For instance, Finnish and Swedish learners of English were asked to narrate the events of a film. The Finnish speakers ended up using no articles or prepositions (as Finnish has no articles and few prepositions), while Swedish speakers (who have both articles and prepositions in their L1) did not have such problems (Jarvis and Pavlenko, 2008).

Another study had Turkish, Yugoslav, Portuguese, Italian, Greek and Spanish speakers learning German - while none of them used articles from the get go, learners accustomed to articles in their L1 picked up the German articles quicker (Gilbert and Orlovic, 1975).

Yet another study, which involved Japanese, Korean, Chinese, and Spanish learners of English, found that "although Spanish L1 learners’ acquisition order generally conforms to the “so-called” natural order (Krashen, 1977), native speakers of Japanese, Korean, and Chinese mostly acquire plural –s and articles later than, and possessive’s earlier than, is predicted by the natural order. This indicates that learners can acquire a grammatical morpheme later or earlier than predicted by the natural order, depending on the presence or absence of the equivalent category in their L1. This suggests that L1 transfer is much stronger than is portrayed in many SLA textbooks and that the role of L1 in morpheme acquisition must be reconsidered." (Luk and Shirai, 2009)

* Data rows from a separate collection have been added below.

//! Decomposition into dependency-respecting subtasks (spec §4.7 step 2).

use hydra_core::task::{Category, SubTask, SubTaskId};
use hydra_core::Result;
use hydra_pool::Pool;
use serde::Deserialize;
use tracing::warn;

const DECOMPOSE_TEMPLATE: &str = "Break this task into independent subtasks that can be solved in parallel. \
Respond with a JSON array only, no prose, in this shape:\n\
[{\"subtask\": \"...\", \"model_type\": \"code|reasoning|math|general\", \"dependencies\": []}]\n\n\
Task: {task}";

#[derive(Debug, Deserialize)]
struct RawSubTask {
    subtask: String,
    #[serde(default)]
    model_type: String,
    #[serde(default)]
    dependencies: Vec<String>,
}

#[must_use]
pub fn decompose_prompt(task: &str) -> String {
    DECOMPOSE_TEMPLATE.replace("{task}", task)
}

/// Asks `model` to split `task` into subtasks. A malformed or empty reply
/// falls back to a single subtask covering the whole task (spec §4.7 step
/// 2 edge case).
pub async fn decompose(pool: &Pool, model: &str, task: &str) -> Result<Vec<SubTask>> {
    let req = hydra_core::request::Request::new(decompose_prompt(task)).with_model(model.to_string());
    let response = pool.generate(&req).await?;
    Ok(parse_subtasks(&response.text).unwrap_or_else(|| vec![fallback_subtask(task)]))
}

fn fallback_subtask(task: &str) -> SubTask {
    SubTask {
        id: SubTaskId("0".to_string()),
        prompt: task.to_string(),
        category: Category::General,
        dependencies: Vec::new(),
    }
}

fn parse_subtasks(text: &str) -> Option<Vec<SubTask>> {
    let start = text.find('[')?;
    let end = text.rfind(']')?;
    if end < start {
        return None;
    }
    let raw: Vec<RawSubTask> = serde_json::from_str(&text[start..=end]).ok()?;
    if raw.is_empty() {
        return None;
    }
    Some(
        raw.into_iter()
            .enumerate()
            .map(|(index, item)| SubTask {
                id: SubTaskId(index.to_string()),
                prompt: item.subtask,
                category: parse_category(&item.model_type),
                dependencies: item.dependencies.into_iter().map(SubTaskId).collect(),
            })
            .collect(),
    )
}

fn parse_category(label: &str) -> Category {
    match label.to_lowercase().as_str() {
        "code" => Category::Code,
        "reasoning" => Category::Reasoning,
        "math" => Category::Math,
        other => {
            if !other.is_empty() {
                warn!(label = other, "unrecognized subtask model_type, defaulting to general");
            }
            Category::General
        }
    }
}

#[cfg(test)]
mod tests {
    use super::*;

    #[test]
    fn parses_well_formed_subtask_array() {
        let text = r#"Sure, here you go:
[{"subtask": "design the schema", "model_type": "reasoning", "dependencies": []},
 {"subtask": "implement it", "model_type": "code", "dependencies": ["0"]}]"#;
        let subtasks = parse_subtasks(text).unwrap();
        assert_eq!(subtasks.len(), 2);
        assert_eq!(subtasks[0].category, Category::Reasoning);
        assert_eq!(subtasks[1].dependencies, vec![SubTaskId("0".to_string())]);
    }

    #[test]
    fn malformed_reply_yields_none() {
        assert!(parse_subtasks("not json at all").is_none());
    }

    #[test]
    fn empty_array_yields_none_so_fallback_applies() {
        assert!(parse_subtasks("[]").is_none());
    }
}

Finally, as a Polish/English native speaker, I can confirm that Polish learners of English have significant difficulties learning how to use English articles, as Polish has no comparable system - the nearest you can get to specifying or non-specifying something is by using variations on some/this/that. Most beginning and intermediate learners see them as tiny words with no meaning, since there is no simple way to translate that meaning into Polish. In fact, even Poles who are otherwise perfectly fluent speakers of English can once in a while stumble on which article to use: I've done plenty of proofreading where one of the only things I had to change was the articles...

If you yourself haven't noticed this while learning English, there could be a few reasons:

  • perhaps Azeri, while lacking articles, has other structures that fulfill a similar role
  • Persian seems to have suffix-based articles, eg. sib, apple; sibe, the apple) - not that I know anything about the language
  • you may just have a knack for "getting" articles; lucky you! ;-)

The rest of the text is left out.